Tale statuizione si rivela erronea sotto entrambi i profili denunziati dal ricorrente.
5.2. In primo luogo, infatti, e quanto al « carattere esclusivo o alternativo del domicilio eletto », questa Corte ha affermato da tempo che «l’ esercizio della facoltà, da parte del contribuente – ai sensi dell’art. 60, primo comma, lett. d), del d.P.R. n. 600 del 1973 – di eleggere domicilio presso una persona o un ufficio nel comune del proprio domicilio fiscale, ai fini della notificazione degli atti e degli avvisi che lo riguardano, determina, in capo alla Amministrazione finanziaria, l’obbligo di procedere alle conseguenti notifiche presso quel domicilio; ne consegue che è invalida la notifica, nella specie dell’atto impositivo presupposto, eseguita ex art. 140 cod. proc. civ. in luogo diverso dal domicilio eletto» (così Cass. n. 6113/2011; nello stesso senso Cass n. 18318/2017; Cass. n. 31479/2019).

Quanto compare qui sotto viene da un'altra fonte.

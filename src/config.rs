//! Configuration for the analyzer.
//!
//! Defaults reproduce the behavior of the command-line tool; library users
//! can override them in code or load them from JSON.

use crate::formats::elf::sections::STRTAB_NAME;
use crate::io::IOLimits;
use serde::{Deserialize, Serialize};

pub use crate::formats::elf::symbols::StrtabPolicy;

/// Master configuration for an analysis run.
#[derive(Debug, Clone, PartialEq, Eq, Serialize, Deserialize)]
#[serde(default)]
pub struct AnalyzerConfig {
    /// Limits applied when acquiring a file from disk.
    pub io: IOLimits,
    /// How the symbol string table is located.
    pub strtab_policy: StrtabPolicy,
    /// Section name used by the name-based string table lookup.
    pub strtab_name: String,
}

impl Default for AnalyzerConfig {
    fn default() -> Self {
        Self {
            io: IOLimits::default(),
            strtab_policy: StrtabPolicy::default(),
            strtab_name: STRTAB_NAME.to_string(),
        }
    }
}

impl AnalyzerConfig {
    /// Parse a configuration from JSON. Missing fields take their defaults.
    pub fn from_json_str(s: &str) -> serde_json::Result<Self> {
        serde_json::from_str(s)
    }

    /// Serialize to pretty JSON.
    pub fn to_json_string(&self) -> serde_json::Result<String> {
        serde_json::to_string_pretty(self)
    }
}
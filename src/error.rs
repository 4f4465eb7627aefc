//! Error types for elfscope.
//!
//! Wraps the analyzer and acquisition errors in one crate-level type using
//! thiserror.

use crate::formats::elf::ElfError;
use crate::io::error::IoError;
use thiserror::Error;

/// Main error type for elfscope operations.
#[derive(Debug, Error)]
pub enum ElfscopeError {
    /// Malformed ELF content (bad identification or out-of-bounds tables)
    #[error(transparent)]
    Elf(#[from] ElfError),

    /// The input file could not be acquired
    #[error(transparent)]
    Acquisition(#[from] IoError),

    /// Serialization/deserialization errors
    #[error("Serialization error: {0}")]
    Serialization(#[from] serde_json::Error),
}

impl ElfscopeError {
    /// Wrong magic, class or encoding.
    pub fn is_format_error(&self) -> bool {
        matches!(self, Self::Elf(e) if e.is_format_error())
    }

    /// A table, entry or string pointed outside the file.
    pub fn is_out_of_bounds(&self) -> bool {
        matches!(self, Self::Elf(e) if e.is_out_of_bounds())
    }
}

/// Result type alias for elfscope operations
pub type Result<T> = std::result::Result<T, ElfscopeError>;
//! Symbol table location and enumeration

use crate::formats::elf::sections::SectionTable;
use crate::formats::elf::types::*;
use crate::formats::elf::utils::{entry_at, entry_count, read_cstring, LeRead};
use serde::{Deserialize, Serialize};
use std::borrow::Cow;
use tracing::{debug, trace, warn};

/// How the string table holding symbol names is found.
#[derive(Debug, Clone, Copy, Default, PartialEq, Eq, Serialize, Deserialize)]
#[serde(rename_all = "snake_case")]
pub enum StrtabPolicy {
    /// The symbol table's `sh_link`, falling back to a name match.
    #[default]
    LinkThenName,
    /// Only the symbol table's `sh_link`.
    LinkOnly,
    /// Only a section with the configured name.
    NameOnly,
}

/// A string table section
#[derive(Debug, Clone, Copy)]
pub struct StringTable<'a> {
    pub section_index: usize,
    data: &'a [u8],
}

impl<'a> StringTable<'a> {
    pub fn new(section_index: usize, data: &'a [u8]) -> Self {
        Self {
            section_index,
            data,
        }
    }

    /// NUL-terminated name starting at `offset`
    pub fn name_at(&self, offset: u32) -> Result<Cow<'a, str>> {
        read_cstring(self.data, u64::from(offset))
    }
}

/// One named symbol as reported
#[derive(Debug, Clone, PartialEq, Eq, Serialize)]
pub struct SymbolEntry {
    pub index: u64,
    pub sym_type: u8,
    pub binding: u8,
    pub size: u64,
    pub value: u64,
    pub name: String,
}

/// The located symbol table section
#[derive(Debug, Clone, Copy)]
pub struct SymbolTable<'a> {
    data: &'a [u8],
    pub section_index: usize,
    pub header: SectionHeader,
    count: u64,
    stride: u64,
}

impl<'a> SymbolTable<'a> {
    /// The first `SHT_SYMTAB` section in index order, if any.
    pub fn locate(data: &'a [u8], sections: &SectionTable<'a>) -> Option<Self> {
        let section = sections.first_of_type(SHT_SYMTAB)?;
        let (count, stride) =
            entry_count(section.header.sh_size, section.header.sh_entsize, SYM_SIZE);
        debug!(
            section = section.index,
            name = %section.name,
            count,
            "Located symbol table"
        );
        Some(Self {
            data,
            section_index: section.index,
            header: section.header,
            count,
            stride,
        })
    }

    /// Number of entries, including anonymous ones
    pub fn count(&self) -> u64 {
        self.count
    }

    /// Symbol at `index`, read directly at `sh_offset + index * stride`.
    pub fn by_index(&self, index: u64) -> Result<Symbol> {
        if index >= self.count {
            return Err(ElfError::SymbolIndexOutOfRange {
                index,
                count: self.count,
            });
        }
        let entry = entry_at(self.data, self.header.sh_offset, index, self.stride, SYM_SIZE)?;
        parse_symbol(entry)
    }

    /// Find the string table holding this table's symbol names.
    pub fn resolve_strtab(
        &self,
        sections: &SectionTable<'a>,
        policy: StrtabPolicy,
        strtab_name: &str,
    ) -> Result<Option<StringTable<'a>>> {
        let by_link = || {
            let link = self.header.sh_link as usize;
            sections
                .by_index(link)
                .filter(|s| link != 0 && s.header.sh_type == SHT_STRTAB)
        };
        let by_name = || sections.by_name(strtab_name);

        let section = match policy {
            StrtabPolicy::LinkThenName => by_link().or_else(by_name),
            StrtabPolicy::LinkOnly => by_link(),
            StrtabPolicy::NameOnly => by_name(),
        };

        match section {
            Some(s) => {
                debug!(section = s.index, name = %s.name, ?policy, "Resolved symbol string table");
                let bytes = sections.section_data(&s.header)?;
                Ok(Some(StringTable::new(s.index, bytes)))
            }
            None => {
                warn!(?policy, "No symbol string table found");
                Ok(None)
            }
        }
    }

    /// All symbols with a name, in ascending index order.
    pub fn named_symbols(&self, strings: &StringTable<'a>) -> Result<Vec<SymbolEntry>> {
        let mut out = Vec::new();
        for index in 0..self.count {
            let sym = self.by_index(index)?;
            if sym.is_anonymous() {
                continue;
            }
            let name = strings.name_at(sym.st_name)?;
            trace!(index, name = %name, "Symbol");
            out.push(SymbolEntry {
                index,
                sym_type: sym.st_type(),
                binding: sym.st_bind(),
                size: sym.st_size,
                value: sym.st_value,
                name: name.into_owned(),
            });
        }
        debug!(named = out.len(), total = self.count, "Enumerated symbols");
        Ok(out)
    }
}

/// Parse a single 24-byte symbol entry
fn parse_symbol(entry: &[u8]) -> Result<Symbol> {
    Ok(Symbol {
        st_name: entry.read_u32(0)?,
        st_info: entry.read_u8(4)?,
        st_other: entry.read_u8(5)?,
        st_shndx: entry.read_u16(6)?,
        st_value: entry.read_u64(8)?,
        st_size: entry.read_u64(16)?,
    })
}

Né, sul punto, può essere condiviso il rilievo in base al quale varrebbe ad escludere la nullità il fatto che il notificante avrebbe seguito « una procedura più garantista nei confronti del contribuente ».
Una tale affermazione è anzitutto smentita dal fatto che l’agente per la riscossione procedette a notifica con le formalità prescritte per il caso di cd. irreperibilità assoluta.
In ogni caso, la praticabilità di una procedura alternativa e ‘garantista’ è stata ricondotta dalla giurisprudenza di questa Corte al diverso caso in cui il contribuente abbia variato il suo domicilio senza comunicarlo all’Amministrazione; in detta ipotesi è stato affermato, per l’appunto, che quest’ultima non è onerata dello svolgimento di ricerche e il procedimento notificatorio non è mai illegittimo «quando venga seguita una procedura più garantista nei confronti del contribuente» (Cass. n. 18934/2015; Cass. n. 25272/2014; Cass. n. 1206/2011).
5.3. Quanto, poi, al fatto che il contribuente non avrebbe dato prova dell’avvenuta elezione di domicilio, la sentenza impugnata non fa alcuna menzione della documentazione che lo stesso aveva prodotto
nel giudizio d’appello e che, in questa sede, egli ha riprodotto o richiamato; da tale documentazione , la circostanza dell’avvenuta elezione di domicilio risulta quale dato inequivocabile, che lo stesso Ufficio aveva fatto proprio (si vedano, in tal senso, i documenti allegati al ricorso con i numm. da 8 a 12, fra i quali le comunicazioni di regolare dichiarazione, indirizzate dall’Erario al contribuente anche per il periodo d’imposta di cui trattasi).
Peraltro, nel ritenere non provata tale decisiva circostanza, i giudici d’appello non hanno svolto alcuna considerazione sulle istanze istruttorie formulate dal contribuente al fine di dimostrare l’avvenuta comunicazione all’Ufficio del domicilio eletto.
6. In conclusione, la sentenza d’appello appare, sul punto, errata quanto ai presupposti applicativi della fattispecie e irrispettosa delle regole probatorie che ne governano l’accertamento.
Il secondo motivo di ricorso va dunque accolto.
In tale statuizione resta assorbito l’esame del terzo motivo, formulato in via subordinata.
La sentenza d’appello è cassata con rinvio al giudice a quo , il quale, in diversa composizione, deciderà adeguandosi agli indicati principii e provvederà, altresì, alla liquidazione delle spese di questo giudizio.
P.Q.M.
La Corte accoglie il ricorso in relazione al secondo motivo, rigettato il primo e assorbito il terzo, cassa la sentenza impugnata e rinvia, anche per le spese, alla Corte di Giustizia tributaria di secondo grado del Lazio.
Così deciso in Roma, il 7 marzo 2025.